_WHAT TO PRODUCE:_ Your answer must be a single number: the count of lines in the entries below that hold "link".

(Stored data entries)
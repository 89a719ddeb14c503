use anyhow::{Context, Result};
use dotenvy::dotenv;
use std::env;

/// Application configuration loaded from environment variables
#[derive(Debug, Clone)]
pub struct Config {
    pub port: u16,
    pub supabase_url: String,
    pub supabase_anon_key: String,
    pub supabase_service_role_key: String,
    pub resend_api_key: String,
    /// Sender address for outbound mail (reminders, password resets).
    pub mail_from: String,
}

impl Config {
    /// Load configuration from environment variables
    pub fn from_env() -> Result<Self> {
        // Load .env file if present (development)
        let _ = dotenv();

        Ok(Self {
            port: env::var("PORT")
                .unwrap_or_else(|_| "8080".to_string())
                .parse()
                .context("PORT must be a valid number")?,
            supabase_url: env::var("SUPABASE_URL").context("SUPABASE_URL must be set")?,
            supabase_anon_key: env::var("SUPABASE_ANON_KEY")
                .context("SUPABASE_ANON_KEY must be set")?,
            supabase_service_role_key: env::var("SUPABASE_SERVICE_ROLE_KEY")
                .context("SUPABASE_SERVICE_ROLE_KEY must be set")?,
            resend_api_key: env::var("RESEND_API_KEY").context("RESEND_API_KEY must be set")?,
            mail_from: env::var("MAIL_FROM")
                .unwrap_or_else(|_| "Frontdesk <no-reply@frontdesk.example>".to_string()),
        })
    }
}
//! Profile operations, called by the HTTP handlers after authorization.

use uuid::Uuid;

use crate::common::error::ApiError;
use crate::domains::gateway::{DataGateway, IdentityProvider, Mailer};
use crate::domains::profiles::models::{Profile, ProfilePatch, DEFAULT_DEACTIVATION_REASON};

pub async fn list(data: &dyn DataGateway) -> Result<Vec<Profile>, ApiError> {
    Ok(data.list_profiles().await?)
}

pub async fn get(data: &dyn DataGateway, id: Uuid) -> Result<Profile, ApiError> {
    data.get_profile(id)
        .await?
        .ok_or_else(|| ApiError::NotFound("Profile not found".to_string()))
}

pub async fn update(
    data: &dyn DataGateway,
    id: Uuid,
    patch: ProfilePatch,
) -> Result<Profile, ApiError> {
    if patch.is_empty() {
        return Err(ApiError::Validation("Nothing to update".to_string()));
    }

    data.update_profile(id, &patch)
        .await?
        .ok_or_else(|| ApiError::NotFound("Profile not found".to_string()))
}

/// Idempotent: activating an active profile leaves it active.
pub async fn activate(data: &dyn DataGateway, id: Uuid) -> Result<Profile, ApiError> {
    data.set_profile_active(id, true, None)
        .await?
        .ok_or_else(|| ApiError::NotFound("Profile not found".to_string()))
}

/// Idempotent flag clear. A missing reason is defaulted, not rejected.
pub async fn deactivate(
    data: &dyn DataGateway,
    id: Uuid,
    reason: Option<String>,
) -> Result<Profile, ApiError> {
    let reason = reason
        .filter(|r| !r.trim().is_empty())
        .unwrap_or_else(|| DEFAULT_DEACTIVATION_REASON.to_string());

    data.set_profile_active(id, false, Some(&reason))
        .await?
        .ok_or_else(|| ApiError::NotFound("Profile not found".to_string()))
}

/// Ask the provider for a recovery link and mail it to the account.
pub async fn reset_password(
    data: &dyn DataGateway,
    provider: &dyn IdentityProvider,
    mailer: &dyn Mailer,
    id: Uuid,
) -> Result<(), ApiError> {
    let profile = data
        .get_profile(id)
        .await?
        .ok_or_else(|| ApiError::NotFound("User not found".to_string()))?;

    let link = provider.recovery_link(&profile.email).await?;

    let greeting = profile.display_name.as_deref().unwrap_or("there");
    let html = format!(
        "<p>Hi {},</p>\
         <p>A password reset was requested for your Frontdesk account. \
         <a href=\"{}\">Choose a new password</a>.</p>\
         <p>If you did not expect this, you can ignore this email.</p>",
        greeting, link
    );

    mailer
        .send(&profile.email, "Reset your Frontdesk password", &html)
        .await?;

    Ok(())
}
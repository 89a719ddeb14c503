use crate::domains::gateway::IdentityProvider;
use crate::domains::identity::Identity;
use axum::http::HeaderMap;
use axum::{extract::Request, middleware::Next, response::Response};
use std::sync::Arc;
use tracing::debug;

/// Authenticated user information resolved from the session token
#[derive(Clone, Debug)]
pub struct AuthUser {
    pub identity: Identity,
    /// The raw bearer token, kept so handlers can forward or revoke it.
    pub access_token: String,
}

/// Session authentication middleware
///
/// Extracts the bearer token from the Authorization header, resolves it via
/// the identity provider, and adds AuthUser to request extensions.
/// If no token or an invalid token, the request continues without AuthUser
/// (public access) - handlers decide what requires authentication.
pub async fn session_auth_middleware(
    provider: Arc<dyn IdentityProvider>,
    mut request: Request,
    next: Next,
) -> Response {
    let auth_user = extract_auth_user(request.headers(), provider.as_ref()).await;

    if let Some(user) = auth_user {
        debug!(
            "Authenticated user: {} (role: {})",
            user.identity.email, user.identity.role
        );
        request.extensions_mut().insert(user);
    } else {
        debug!("No valid session token");
    }

    next.run(request).await
}

/// Resolve the request's bearer token to an active identity
async fn extract_auth_user(
    headers: &HeaderMap,
    provider: &dyn IdentityProvider,
) -> Option<AuthUser> {
    let token = bearer_token(headers)?;
    let identity = provider.resolve_identity(token).await?;

    // Providers only resolve active profiles, but the invariant is cheap to
    // hold here for any implementation.
    if !identity.is_active {
        return None;
    }

    Some(AuthUser {
        identity,
        access_token: token.to_string(),
    })
}

/// Extract the token from an Authorization header (handles both
/// "Bearer <token>" and a raw token).
pub fn bearer_token(headers: &HeaderMap) -> Option<&str> {
    let auth_str = headers.get("authorization")?.to_str().ok()?;
    Some(auth_str.strip_prefix("Bearer ").unwrap_or(auth_str))
}

#[cfg(test)]
mod tests {
    use super::*;
    use axum::http::HeaderValue;

    #[test]
    fn bearer_prefix_is_stripped() {
        let mut headers = HeaderMap::new();
        headers.insert("authorization", HeaderValue::from_static("Bearer abc123"));
        assert_eq!(bearer_token(&headers), Some("abc123"));
    }

    #[test]
    fn raw_token_is_accepted() {
        let mut headers = HeaderMap::new();
        headers.insert("authorization", HeaderValue::from_static("abc123"));
        assert_eq!(bearer_token(&headers), Some("abc123"));
    }

    #[test]
    fn missing_header_yields_none() {
        assert_eq!(bearer_token(&HeaderMap::new()), None);
    }
}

_SOLUTION FOR THIS EXERCISE:_ 3